Goodbye Austerity, Hello Growth

France and Greece have voted against Austerity. Britain has voted against Austerity. We need a new Coalition Chancellor of the Exchequer at the Treasury with a new plan. It needs to be someone who has had a proper job outside politics. It needs to be someone who can work a calculator and communicate with the people. It needs to be the economist and Liberal Democrat Business Secretary Vince Cable.

A 5 Step Plan for ending Austerity

















  1. Create a million dole entrepreneurs and boost growth by 0.5% - Cost neutral.
  2. Put a million solar panels on a million rooftops. Create 3 Gigawatts of free renewal energy, create 100,000 jobs. - Cost £5 billion. Boost Growth by 1%
  3. Scrap Employment Law changes - promote job security and boost growth by 0.5% - Cost neutral.
  4. Sell £100bn of Government Assets in London & move Jobs and Government offices out of London. Boost Growth by 0.5% - save £110bn. 
  5. A New Plan for the Banks - keep asset sheets as they are, force nationally owned banks to lend to UK Businesses. Boost growth by 1.0%
It is vital that a credible deficit reduction programme is continued at the same time as a prosperity programme which will deliver higher tax revenues and create a spiral of growth rather than the current downward spiral.

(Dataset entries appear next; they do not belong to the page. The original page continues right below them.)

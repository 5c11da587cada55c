use serde_json::{Map, Value};

use crate::core::models::query::{QueryDocument, ResultShape, VariableDef};

/// Optional narrowing of the audit log. Set fields must all match.
#[derive(Debug, Clone, Default, PartialEq, Eq)]
pub struct LogFilter {
    pub service_name: Option<String>,
    pub operation: Option<String>,
    pub actor_id: Option<String>,
    pub actor_type: Option<String>,
}

impl LogFilter {
    pub fn is_empty(&self) -> bool {
        self.criteria().next().is_none()
    }

    /// Set criteria as `(variable name, value)`, in declaration order.
    pub fn criteria(&self) -> impl Iterator<Item = (&'static str, &str)> {
        [
            ("service_name", &self.service_name),
            ("operation", &self.operation),
            ("actor_id", &self.actor_id),
            ("actor_type", &self.actor_type),
        ]
        .into_iter()
        .filter_map(|(name, value)| value.as_deref().map(|v| (name, v)))
    }
}

const ENTRY_FIELDS: [&str; 4] = ["id", "timestamp", "service_name", "operation"];

/// Query document and variables for the audit log.
///
/// Without filters this is the plain listing; with any filter it becomes the
/// search query, sending only the variables that were set.
pub fn audit_log_query(filter: &LogFilter) -> (QueryDocument, Value) {
    let fields = ENTRY_FIELDS.iter().map(|f| f.to_string()).collect();

    if filter.is_empty() {
        let document = QueryDocument {
            operation_name: "ListAuditLogs".into(),
            variables_schema: Vec::new(),
            result_shape: ResultShape {
                root_field: "listAuditLogs".into(),
                fields,
            },
        };
        return (document, Value::Object(Map::new()));
    }

    let variables: Map<String, Value> = filter
        .criteria()
        .map(|(name, value)| (name.to_string(), Value::String(value.to_string())))
        .collect();

    let document = QueryDocument {
        operation_name: "SearchAuditLogs".into(),
        variables_schema: vec![
            VariableDef::new("service_name", "String"),
            VariableDef::new("operation", "String"),
            VariableDef::new("actor_id", "String"),
            VariableDef::new("actor_type", "String"),
        ],
        result_shape: ResultShape {
            root_field: "searchAuditLogs".into(),
            fields,
        },
    };
    (document, Value::Object(variables))
}

#[cfg(test)]
mod tests {
    use super::*;
    use serde_json::json;

    #[test]
    fn unfiltered_lists_all_logs() {
        let (doc, vars) = audit_log_query(&LogFilter::default());
        assert_eq!(doc.operation_name, "ListAuditLogs");
        assert_eq!(doc.result_shape.root_field, "listAuditLogs");
        assert_eq!(
            doc.result_shape.fields,
            ["id", "timestamp", "service_name", "operation"]
        );
        assert_eq!(vars, json!({}));
    }

    #[test]
    fn filter_switches_to_search_with_only_set_variables() {
        let filter = LogFilter {
            service_name: Some("billing".into()),
            ..LogFilter::default()
        };
        let (doc, vars) = audit_log_query(&filter);
        assert_eq!(doc.operation_name, "SearchAuditLogs");
        assert_eq!(doc.result_shape.root_field, "searchAuditLogs");
        assert_eq!(vars, json!({"service_name": "billing"}));
    }

    #[test]
    fn actor_filters_are_search_variables() {
        let filter = LogFilter {
            actor_id: Some("user-42".into()),
            actor_type: Some("user".into()),
            ..LogFilter::default()
        };
        assert!(!filter.is_empty());

        let (doc, vars) = audit_log_query(&filter);
        assert_eq!(doc.operation_name, "SearchAuditLogs");
        let declared: Vec<&str> = doc
            .variables_schema
            .iter()
            .map(|v| v.name.as_str())
            .collect();
        assert_eq!(
            declared,
            ["service_name", "operation", "actor_id", "actor_type"]
        );
        assert_eq!(vars, json!({"actor_id": "user-42", "actor_type": "user"}));
    }
}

Both coalition parties would agree that structural reforms are necessary to remove the limits to growth, they just disagree about what laws to scrap. The Tories want a bonfire of our safety and employment laws, Liberal Democrats know that job security underpins consumer confidence and consumer spending. Nonetheless some minor reforms to streamline red tape might help but only if done by those who know what to scrap and what to keep. Safety Investment helps the UK economy save £30bn a year, imagine a Buncefield every year.

At the moment the Coalition is making the wrong call in it's 50:50 choices - with Posh Toffs in charge - the wrong people are getting taxed and cut, but the good news is that it is still fixable and there are groups of Liberal Democrats  and Conservatives who would back a entrepreneurial, green growth and anti-bank , regional and anti-bank agenda for growth - if Cameron and Clegg have the guts to make the right choices.